The oft-cited statistic is that women carry out more than two-thirds of the globe's work, yet earn roughly 10 per cent of the income and own only 1 per cent of the means of production.
Some may not call this "hatred" of women, merely the realities of poverty, but at its best, it's gross inequality informed by the belief that girls are worth less than boys.
This is something even enlightened Aussies accept as part of the landscape if we look at pay rates for women and their under-representation in almost every one of Australia's power structures.
And, sure, we kick up a stink at the blatant examples of misogyny such as displayed by Sandilands but we don't bat an eyelid at sexualisation and degradation of our mothers, daughters and sisters because it is everywhere - it's the wallpaper.
On White Ribbon Day I heard a respected AM radio announcer condemn an ugly physical attack on a woman to which police were looking for witnesses.
Without a hint of irony, he then switched to a segment about Jimi Hendrix being voted the greatest guitarist in the world, playing a snatch of his song Hey Jo, the first lyrics to air being "Hey Joe, I heard you shot your woman down, You shot her down to the ground, yeah!"
Am I sounding like a first-year women's studies student?
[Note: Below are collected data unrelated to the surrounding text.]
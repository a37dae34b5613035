use anyhow::{Context, Result};
use clap::{Args, Parser, Subcommand};
use geoserver_dl::config::{DEFAULT_HOST, DEFAULT_NOMINATIM_URL, DEFAULT_USER_AGENT};
use geoserver_dl::{
    reproject, ClientConfig, DecodedResult, Geocoder, Point, QueryParams, VectorWriter,
    WfsClient,
};
use std::path::PathBuf;
use std::process::ExitCode;
use std::time::Duration;
use tracing::{error, info};
use tracing_subscriber::EnvFilter;

#[derive(Parser, Debug)]
#[command(author, version, about, long_about = None)]
struct Cli {
    #[command(flatten)]
    client: ClientArgs,

    #[command(subcommand)]
    command: Command,
}

#[derive(Args, Debug)]
struct ClientArgs {
    /// Geoserver base URL
    #[arg(long, global = true, env = "GEOSERVER_HOST", default_value = DEFAULT_HOST)]
    host: String,

    /// Request timeout in seconds
    #[arg(long, global = true, default_value_t = 60)]
    timeout: u64,

    /// User-Agent sent with every request
    #[arg(long, global = true, env = "GEOSERVER_DL_USER_AGENT", default_value = DEFAULT_USER_AGENT)]
    user_agent: String,

    /// Nominatim base URL
    #[arg(long, global = true, env = "NOMINATIM_URL", default_value = DEFAULT_NOMINATIM_URL)]
    nominatim_url: String,
}

impl ClientArgs {
    fn config(&self) -> ClientConfig {
        ClientConfig::default()
            .with_host(self.host.as_str())
            .with_timeout(Duration::from_secs(self.timeout))
            .with_user_agent(self.user_agent.as_str())
            .with_nominatim_url(self.nominatim_url.as_str())
    }
}

#[derive(Subcommand, Debug)]
enum Command {
    /// Download a WFS dataset (GetFeature)
    Fetch {
        /// Geoserver workspace, e.g. census2011
        workspace: String,

        /// Dataset (feature type) name, e.g. counties
        dataset: String,

        /// Output format requested from the server
        #[arg(short, long, default_value = "application/json")]
        format: String,

        /// Target EPSG code
        #[arg(long)]
        srs: Option<u32>,

        /// (E)CQL filter expression
        #[arg(long)]
        filter: Option<String>,

        /// Comma-separated property names to keep (geometry is always kept)
        #[arg(short, long, value_delimiter = ',')]
        properties: Vec<String>,

        /// Directory for extracted zip members or the written spatial file
        #[arg(short, long, value_name = "DIR")]
        output: Option<PathBuf>,

        /// Write the JSON result with this OGR driver (e.g. "ESRI Shapefile", GPKG)
        #[arg(long, value_name = "DRIVER", requires_all = ["output", "srs"])]
        write: Option<String>,

        /// File name (without extension) for --write; defaults to the dataset name
        #[arg(long, requires = "write")]
        name: Option<String>,
    },

    /// Show the feature-type schema of a dataset
    Schema { workspace: String, dataset: String },

    /// Geocode an address
    Geocode { address: String },

    /// Reverse geocode an "x, y" location
    Reverse {
        #[arg(allow_hyphen_values = true)]
        location: String,

        /// EPSG code of the location
        #[arg(long, default_value_t = 4326)]
        epsg: u32,
    },

    /// Reproject an "x, y" point between EPSG codes
    Reproject {
        #[arg(allow_hyphen_values = true)]
        point: String,

        #[arg(long)]
        from: u32,

        #[arg(long)]
        to: u32,
    },
}

fn main() -> ExitCode {
    // log init; stdout carries the data, so logs go to stderr
    tracing_subscriber::fmt()
        .with_env_filter(
            EnvFilter::try_from_default_env().unwrap_or_else(|_| EnvFilter::new("info")),
        )
        .with_writer(std::io::stderr)
        .init();

    // parse CLI args
    let cli = Cli::parse();

    // time the whole run
    let start_time = std::time::Instant::now();
    match run(cli) {
        Ok(()) => {
            info!("Finished in {:?}", start_time.elapsed());
            ExitCode::SUCCESS
        }
        Err(e) => {
            error!("{:#}", e);
            ExitCode::FAILURE
        }
    }
}

fn run(cli: Cli) -> Result<()> {
    let config = cli.client.config();

    match cli.command {
        Command::Fetch {
            workspace,
            dataset,
            format,
            srs,
            filter,
            properties,
            output,
            write,
            name,
        } => {
            // check the driver before any download
            let writer = write
                .as_deref()
                .zip(srs)
                .map(|(driver, epsg)| VectorWriter::new(driver, epsg))
                .transpose()?;

            let client = WfsClient::new(config)?;
            let dataset = client.dataset(&workspace, &dataset);

            // build the query
            let mut query = QueryParams::new().output_format(format).properties(properties);
            query.srs = srs;
            query.filter = filter;

            let result = client
                .fetch(&dataset, &query, output.as_deref())
                .with_context(|| format!("Failed to fetch {}", dataset))?;

            // write a spatial file, or print the decoded result
            match (writer, &result, output.as_deref()) {
                (Some(writer), DecodedResult::Json { schema, geojson }, Some(directory)) => {
                    let name = name.unwrap_or_else(|| dataset.dataset.clone());
                    let path = writer
                        .write(geojson, schema, directory, &name)
                        .with_context(|| format!("Failed to write {}", dataset))?;
                    println!("{}", path.display());
                }
                (Some(_), _, _) => {
                    anyhow::bail!("--write needs a JSON response; request --format application/json")
                }
                (None, _, _) => print_result(&result)?,
            }
        }
        Command::Schema { workspace, dataset } => {
            // raw schema, as the service reports it
            let client = WfsClient::new(config)?;
            let dataset = client.dataset(&workspace, &dataset);
            let schema = client.describe_feature_type(&dataset)?;
            println!("{}", serde_json::to_string_pretty(&schema)?);
        }
        Command::Geocode { address } => {
            let geocoder = Geocoder::new(&config)?;
            let place = geocoder.geocode_address(&address)?;
            println!("{}", serde_json::to_string_pretty(&place)?);
        }
        Command::Reverse { location, epsg } => {
            // reprojected to WGS84 inside the geocoder
            let location: Point = location.parse()?;
            let geocoder = Geocoder::new(&config)?;
            let place = geocoder.geocode_location(location, epsg)?;
            println!("{}", serde_json::to_string_pretty(&place)?);
        }
        Command::Reproject { point, from, to } => {
            let point: Point = point.parse()?;
            let projected = reproject(point, from, to)?;
            println!("{}", projected);
        }
    }

    Ok(())
}

fn print_result(result: &DecodedResult) -> Result<()> {
    match result {
        DecodedResult::Json { .. } => {
            println!("{}", serde_json::to_string_pretty(result)?);
        }
        DecodedResult::Csv { text } => {
            print!("{}", text);
        }
        DecodedResult::Zip { directory, files } => {
            info!("Wrote {} files to {:?}", files.len(), directory);
            for file in files {
                println!("{}", directory.join(file).display());
            }
        }
    }
    Ok(())
}
pub mod config;
pub mod content_type;
pub mod error;
pub mod fetch;
pub mod geocode;
pub mod model;
pub mod query;
pub mod reproject;
pub mod schema;
pub mod writer;

pub use config::ClientConfig;
pub use content_type::{ContentKind, ContentType};
pub use error::{Error, Result};
pub use fetch::WfsClient;
pub use geocode::Geocoder;
pub use model::{DatasetRef, DecodedResult, Place, Point, QueryParams};
pub use reproject::reproject;
pub use schema::{FeatureSchema, SchemaProperty};
pub use writer::VectorWriter;
//! Feature-type schema returned by `DescribeFeatureType`.
//!
//! Geoserver answers with an XML Schema document in which every attribute of
//! the feature type is an `xsd:element` inside an `xsd:sequence`:
//!
//! ```xml
//! <xsd:sequence>
//!   <xsd:element name="countyname" nillable="true" type="xsd:string"/>
//!   <xsd:element name="total2011" nillable="true" type="xsd:decimal"/>
//!   <xsd:element name="geom" nillable="true" type="gml:MultiSurfacePropertyType"/>
//! </xsd:sequence>
//! ```
//!
//! Elements typed in the `gml` namespace carry the geometry; everything else
//! is an ordinary property whose type tag is the local part of its XSD type.

use quick_xml::events::{BytesStart, Event};
use quick_xml::Reader;
use serde::Serialize;
use tracing::{debug, warn};

use crate::error::{Error, Result};

#[derive(Debug, Clone, PartialEq, Eq, Serialize)]
pub struct SchemaProperty {
    pub name: String,
    /// Type tag, e.g. `string`, `int`, `decimal` (or `str`/`float` once
    /// normalized).
    #[serde(rename = "type")]
    pub type_tag: String,
}

#[derive(Debug, Clone, PartialEq, Eq, Default, Serialize)]
pub struct FeatureSchema {
    /// Non-geometry properties, in the order the service declares them.
    pub properties: Vec<SchemaProperty>,
    pub geometry_column: Option<String>,
    /// Geometry kind such as `MultiPolygon` or `Point`.
    pub geometry_type: Option<String>,
}

impl FeatureSchema {
    pub fn property(&self, name: &str) -> Option<&SchemaProperty> {
        self.properties.iter().find(|p| p.name == name)
    }

    pub fn property_names(&self) -> impl Iterator<Item = &str> {
        self.properties.iter().map(|p| p.name.as_str())
    }

    /// Restricts the schema to the requested property names and returns the
    /// list to send as `propertyName`.
    ///
    /// Kept properties follow the schema's order, not the caller's. The
    /// geometry column is always appended to the returned list so features
    /// keep their geometry. A request naming only the geometry column keeps
    /// no attribute properties. An empty request leaves the schema untouched
    /// and returns an empty list (no restriction).
    pub fn restrict_to(&mut self, requested: &[String]) -> Result<Vec<String>> {
        let requested: Vec<&str> = requested
            .iter()
            .map(|name| name.trim())
            .filter(|name| !name.is_empty())
            .collect();
        if requested.is_empty() {
            return Ok(Vec::new());
        }

        let kept: Vec<SchemaProperty> = self
            .properties
            .iter()
            .filter(|p| requested.contains(&p.name.as_str()))
            .cloned()
            .collect();

        let mut geometry_requested = false;
        for name in &requested {
            if self.geometry_column.as_deref() == Some(*name) {
                geometry_requested = true;
            } else if self.property(name).is_none() {
                warn!("Requested property '{}' is not in the schema", name);
            }
        }

        // a geometry-only request keeps no attribute columns
        if kept.is_empty() && !geometry_requested {
            return Err(Error::Configuration(format!(
                "none of the requested properties [{}] exist in the schema",
                requested.join(", ")
            )));
        }

        let mut outgoing: Vec<String> = kept.iter().map(|p| p.name.clone()).collect();
        if let Some(geometry) = &self.geometry_column {
            if !outgoing.contains(geometry) {
                outgoing.push(geometry.clone());
            }
        }

        debug!("Restricted schema to {} properties", kept.len());
        self.properties = kept;
        Ok(outgoing)
    }

    /// Maps vendor type names onto `str`/`float`; other tags are untouched.
    pub fn normalize_types(&mut self) {
        for property in &mut self.properties {
            if let Some(tag) = normalize_type_tag(&property.type_tag) {
                property.type_tag = tag.to_string();
            }
        }
    }
}

pub fn normalize_type_tag(tag: &str) -> Option<&'static str> {
    match tag {
        "string" => Some("str"),
        "decimal" | "double" => Some("float"),
        _ => None,
    }
}

/// Parses a `DescribeFeatureType` XML Schema response.
pub fn parse_describe_feature_type(xml: &str) -> Result<FeatureSchema> {
    let mut reader = Reader::from_str(xml);
    reader.config_mut().trim_text(true);

    let mut schema = FeatureSchema::default();
    let mut sequence_depth = 0usize;
    // Element declared without a `type` attribute, waiting for the base type
    // of its nested restriction.
    let mut pending: Option<String> = None;

    loop {
        match reader.read_event() {
            Ok(Event::Start(e)) => match e.local_name().as_ref() {
                b"sequence" => sequence_depth += 1,
                b"element" if sequence_depth > 0 => {
                    let (name, type_attr) = element_attributes(&e)?;
                    match type_attr {
                        Some(type_attr) => add_element(&mut schema, name, &type_attr),
                        None => pending = Some(name),
                    }
                }
                b"restriction" => restriction_base(&mut schema, &mut pending, &e)?,
                _ => {}
            },
            Ok(Event::Empty(e)) => match e.local_name().as_ref() {
                b"element" if sequence_depth > 0 => {
                    let (name, type_attr) = element_attributes(&e)?;
                    add_element(&mut schema, name, type_attr.as_deref().unwrap_or("string"));
                }
                b"restriction" => restriction_base(&mut schema, &mut pending, &e)?,
                _ => {}
            },
            Ok(Event::End(e)) => match e.local_name().as_ref() {
                b"sequence" => sequence_depth = sequence_depth.saturating_sub(1),
                b"element" => {
                    if let Some(name) = pending.take() {
                        add_element(&mut schema, name, "string");
                    }
                }
                _ => {}
            },
            Ok(Event::Eof) => break,
            Ok(_) => {}
            Err(e) => {
                return Err(Error::decode(
                    "schema",
                    format!("XML error at position {}: {e}", reader.error_position()),
                ))
            }
        }
    }

    if schema.properties.is_empty() && schema.geometry_column.is_none() {
        return Err(Error::decode(
            "schema",
            "no feature type elements found in DescribeFeatureType response",
        ));
    }

    debug!(
        "Parsed schema: {} properties, geometry column {:?}",
        schema.properties.len(),
        schema.geometry_column
    );
    Ok(schema)
}

fn element_attributes(e: &BytesStart) -> Result<(String, Option<String>)> {
    let mut name = None;
    let mut type_attr = None;
    for attr in e.attributes() {
        let attr = attr.map_err(|err| Error::decode("schema", err))?;
        let value = attr
            .unescape_value()
            .map_err(|err| Error::decode("schema", err))?
            .into_owned();
        match attr.key.local_name().as_ref() {
            b"name" => name = Some(value),
            b"type" => type_attr = Some(value),
            _ => {}
        }
    }
    let name = name.ok_or_else(|| Error::decode("schema", "xsd:element without a name"))?;
    Ok((name, type_attr))
}

fn restriction_base(
    schema: &mut FeatureSchema,
    pending: &mut Option<String>,
    e: &BytesStart,
) -> Result<()> {
    let Some(name) = pending.take() else {
        return Ok(());
    };
    let base = e
        .try_get_attribute("base")
        .map_err(|err| Error::decode("schema", err))?
        .map(|attr| attr.unescape_value().map(|v| v.into_owned()))
        .transpose()
        .map_err(|err| Error::decode("schema", err))?;
    add_element(schema, name, base.as_deref().unwrap_or("string"));
    Ok(())
}

fn add_element(schema: &mut FeatureSchema, name: String, type_attr: &str) {
    let (prefix, local) = match type_attr.split_once(':') {
        Some((prefix, local)) => (prefix, local),
        None => ("", type_attr),
    };

    if prefix == "gml" {
        if let Some(existing) = &schema.geometry_column {
            warn!(
                "Multiple geometry columns; keeping '{}', ignoring '{}'",
                existing, name
            );
            return;
        }
        schema.geometry_type = Some(geometry_type_name(local).to_string());
        schema.geometry_column = Some(name);
    } else {
        schema.properties.push(SchemaProperty {
            name,
            type_tag: local.to_string(),
        });
    }
}

fn geometry_type_name(gml_type: &str) -> &str {
    let base = gml_type.strip_suffix("PropertyType").unwrap_or(gml_type);
    match base {
        "Surface" => "Polygon",
        "MultiSurface" => "MultiPolygon",
        "Curve" => "LineString",
        "MultiCurve" => "MultiLineString",
        "Geometry" => "GeometryCollection",
        other => other,
    }
}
Maybe, but when you open your eyes to the wallpaper that is misogyny, you see that wiping Sandilands off it in no way changes the decor.
Like terrorism, misogyny can only be banished by changing tack and attacking the fundamental causes. For terrorism, this is poverty and powerlessness and, for misogyny, it is a rethinking of our education system so that gender relations are given as much weight in the classroom, if not more, than maths and English.
Such a course, known as respectful relationships education, has started in some Victorian schools and, though I'm gladdened to see it, I doubt the "sack Sandilands" will crew suddenly join the chorus for gender classes for youngsters, because it's easier to hate.
Contempt for the other gender is one of the universal structures of humanity, an increasingly balanced battle of the sexes we're happy to ignore and encourage because it is simpler to wipe the walls of Kyle Sandilands.
However, the machinery that created him remains, more often than not, encouraged by the male-run sponsors and executives who now seem to be deserting him.